With this tragic state of affairs and an absence of any semblance of normality, peace, and security, allowing both Shi'ites and Sunni extremists to use their discretionary power to bomb churches, massacre and rape women and girls, and engage in the forced conversion of numerous innocent Iraqi minorities every month, hundreds of thousands have fled the country since the overthrow of Saddam's secular Baathist-led government, and many more are attempting to run for their lives.

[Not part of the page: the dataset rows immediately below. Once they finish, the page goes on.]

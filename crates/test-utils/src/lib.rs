//! Shared test utilities for the earthdata-acquisition workspace.
//!
//! This crate provides common testing infrastructure including:
//! - Catalog and credential response fixtures
//! - Synthetic gridded dataset generators
//! - Small NetCDF granules written with libnetcdf
//! - An in-process mock HTTP server
//!
//! # Usage
//!
//! Add to your crate's `Cargo.toml`:
//!
//! ```toml
//! [dev-dependencies]
//! test-utils = { path = "../test-utils" }
//! ```
//!
//! Then import in your tests:
//!
//! ```ignore
//! use test_utils::{fixtures, spawn_mock_server};
//! ```

pub mod fixtures;
pub mod generators;
pub mod granules;
pub mod server;

// Re-export commonly used items at the crate root
pub use fixtures::*;
pub use generators::*;
pub use granules::*;
pub use server::*;

/// Macro for approximate floating-point equality assertions.
///
/// # Usage
///
/// ```ignore
/// use test_utils::assert_approx_eq;
///
/// assert_approx_eq!(1.0001_f64, 1.0_f64, 0.001_f64); // passes
/// assert_approx_eq!(1.1_f32, 1.0_f32, 0.001_f32);    // fails
/// ```
#[macro_export]
macro_rules! assert_approx_eq {
    ($left:expr, $right:expr, $epsilon:expr) => {{
        let left: f64 = $left as f64;
        let right: f64 = $right as f64;
        let epsilon: f64 = $epsilon as f64;
        let diff = (left - right).abs();
        if diff > epsilon {
            panic!(
                "assertion failed: `(left ≈ right)`\n  left: `{:?}`,\n right: `{:?}`,\n  diff: `{:?}` > epsilon `{:?}`",
                left, right, diff, epsilon
            );
        }
    }};
}

/// Element-wise approximate equality for value slices, treating NaN == NaN.
///
/// ```ignore
/// use test_utils::assert_values_eq;
///
/// assert_values_eq!(&[1.0, f64::NAN], &[1.0, f64::NAN]);
/// ```
#[macro_export]
macro_rules! assert_values_eq {
    ($left:expr, $right:expr) => {{
        let left: &[f64] = $left;
        let right: &[f64] = $right;
        assert_eq!(left.len(), right.len(), "length mismatch: {:?} vs {:?}", left, right);
        for (i, (l, r)) in left.iter().zip(right.iter()).enumerate() {
            if l.is_nan() && r.is_nan() {
                continue;
            }
            if (l - r).abs() > 1e-9 {
                panic!(
                    "assertion failed: values differ at {}\n  left: `{:?}`,\n right: `{:?}`",
                    i, left, right
                );
            }
        }
    }};
}
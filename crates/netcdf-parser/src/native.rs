//! Native NetCDF access using the netcdf library.
//!
//! libnetcdf needs a file path, so granules fetched as bytes are spilled to
//! a temp file on disk. The file stays as long as a lazy array of the
//! dataset still refers to it.

use std::io::Write;
use std::path::{Path, PathBuf};
use std::sync::Once;

use serde_json::Value;
use tempfile::TempPath;

use crate::error::{NetCdfError, NetCdfResult};

/// Turn off HDF5's automatic error printing to stderr.
///
/// Probing optional attributes otherwise produces `HDF5-DIAG` noise for
/// errors that are handled. Safe to call repeatedly; only the first call acts.
pub fn silence_hdf5_errors() {
    static INIT: Once = Once::new();

    INIT.call_once(|| {
        // SAFETY: null handler and client data disable automatic printing.
        unsafe {
            hdf5_metno_sys::h5e::H5Eset_auto2(
                hdf5_metno_sys::h5e::H5E_DEFAULT,
                None,
                std::ptr::null_mut(),
            );
        }
    });
}

#[derive(Debug)]
enum Backing {
    Existing(PathBuf),
    Spilled(TempPath),
}

/// A NetCDF file on local disk that array handles can reopen.
///
/// Files spilled from bytes are removed when the last handle drops.
#[derive(Debug)]
pub struct LocalFile {
    backing: Backing,
}

impl LocalFile {
    /// Refer to an existing file without taking ownership of it.
    pub fn existing(path: impl Into<PathBuf>) -> Self {
        Self {
            backing: Backing::Existing(path.into()),
        }
    }

    /// Spill `data` to a fresh file in the system temp directory.
    pub fn from_bytes(data: &[u8]) -> NetCdfResult<Self> {
        Self::from_bytes_in(&std::env::temp_dir(), data)
    }

    /// Spill `data` to a fresh file in `dir`.
    pub fn from_bytes_in(dir: &Path, data: &[u8]) -> NetCdfResult<Self> {
        let mut file = tempfile::Builder::new()
            .prefix("granule_")
            .suffix(".nc")
            .tempfile_in(dir)?;
        file.write_all(data)?;
        file.flush()?;
        Ok(Self {
            backing: Backing::Spilled(file.into_temp_path()),
        })
    }

    pub fn path(&self) -> &Path {
        match &self.backing {
            Backing::Existing(path) => path.as_path(),
            Backing::Spilled(path) => &**path,
        }
    }

    /// Open the file with the netcdf library.
    pub fn open(&self) -> NetCdfResult<netcdf::File> {
        silence_hdf5_errors();
        netcdf::open(self.path()).map_err(|e| {
            NetCdfError::InvalidFormat(format!(
                "Failed to open NetCDF {}: {}",
                self.path().display(),
                e
            ))
        })
    }
}

/// Convert a NetCDF attribute value to JSON. Unrepresentable values are dropped.
pub(crate) fn attribute_json(value: netcdf::AttributeValue) -> Option<Value> {
    use netcdf::AttributeValue;

    match value {
        AttributeValue::Str(s) => Some(Value::String(s)),
        AttributeValue::Strs(items) => Some(Value::from(items)),
        AttributeValue::Doubles(items) => Some(Value::from(items)),
        AttributeValue::Floats(items) => Some(Value::from(
            items.into_iter().map(f64::from).collect::<Vec<_>>(),
        )),
        other => f64::try_from(other).ok().map(Value::from),
    }
}

/// All attributes of a variable as JSON.
pub(crate) fn variable_attributes(var: &netcdf::Variable) -> std::collections::BTreeMap<String, Value> {
    var.attributes()
        .filter_map(|attr| {
            let name = attr.name().to_string();
            let value = attr.value().ok().and_then(attribute_json)?;
            Some((name, value))
        })
        .collect()
}

/// All global attributes of a file as JSON.
pub(crate) fn global_attributes(file: &netcdf::File) -> std::collections::BTreeMap<String, Value> {
    file.attributes()
        .filter_map(|attr| {
            let name = attr.name().to_string();
            let value = attr.value().ok().and_then(attribute_json)?;
            Some((name, value))
        })
        .collect()
}

#[cfg(test)]
mod tests {
    use super::*;

    #[test]
    fn test_local_file_removed_on_drop() {
        let dir = tempfile::tempdir().unwrap();
        let file = LocalFile::from_bytes_in(dir.path(), b"not really netcdf").unwrap();
        let path = file.path().to_path_buf();
        assert!(path.starts_with(dir.path()));
        assert!(path.exists());
        drop(file);
        assert!(!path.exists());
    }

    #[test]
    fn test_spills_to_system_temp_dir() {
        let file = LocalFile::from_bytes(b"x").unwrap();
        assert!(file.path().starts_with(std::env::temp_dir()));
    }

    #[test]
    fn test_existing_file_kept() {
        let dir = tempfile::tempdir().unwrap();
        let path = dir.path().join("keep.nc");
        std::fs::write(&path, b"x").unwrap();
        drop(LocalFile::existing(&path));
        assert!(path.exists());
    }

    #[test]
    fn test_open_garbage_fails() {
        let file = LocalFile::from_bytes(b"definitely not netcdf").unwrap();
        assert!(matches!(file.open(), Err(NetCdfError::InvalidFormat(_))));
    }

    #[test]
    fn test_spill_files_are_unique() {
        let dir = tempfile::tempdir().unwrap();
        let a = LocalFile::from_bytes_in(dir.path(), b"a").unwrap();
        let b = LocalFile::from_bytes_in(dir.path(), b"b").unwrap();
        assert_ne!(a.path(), b.path());
    }
}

In what has become the rule rather than the exception, minority groups across the country are often required to either pay a "protection tax" or face banishment from their ancestral lands or conversion to Islam. The consequence of noncompliance with these ultimatums is usually punishment by death. According to relief agencies and religious minority leaders in the country, the smaller minorities are disappearing quickly. The Sabean-Mandean sect, which follows the teachings of John the Baptist, had a population of 25,000 in 2003. It now numbers less than 5,000.

Meanwhile, United Nations estimates show that approximately 50 percent of Iraqi Christians, who numbered 1 to 2 million at the last count in 2003, may have already left the country for neighboring states - Syria in particular and, to a lesser extent, Jordan, while others have managed to slip into Western states to join their extended families who fled with the toppling of Saddam Hussein. They leave behind the ruins of more than 30 churches destroyed by Islamic extremists.

Given the predicament that minorities find themselves in, and the eventual withdrawal of the US-led coalition from Iraq, many have begun contemplating the seemingly discouraging dilemma of figuring out for themselves what it means to be freed from a tyrannical system of dictatorship under Saddam Hussein, only to be left to the mercy of extremists, bent on exterminating all religious and ethnic minorities in the country.

A return to the fundamental understanding of what it means to be an Iraqi, something that involves an innovative approach to fostering a real dialogue among Iraqis, based on common citizenship, offers the best hope of ending the chaos and anarchy that have engulfed Iraqis, including the country's disappearing minorities. With precious time left, neighboring governments and occupying forces ought to muster enough courage, even to the detriment of their short-term foreign policy objectives, to treat Iraq's minorities with special care and consideration.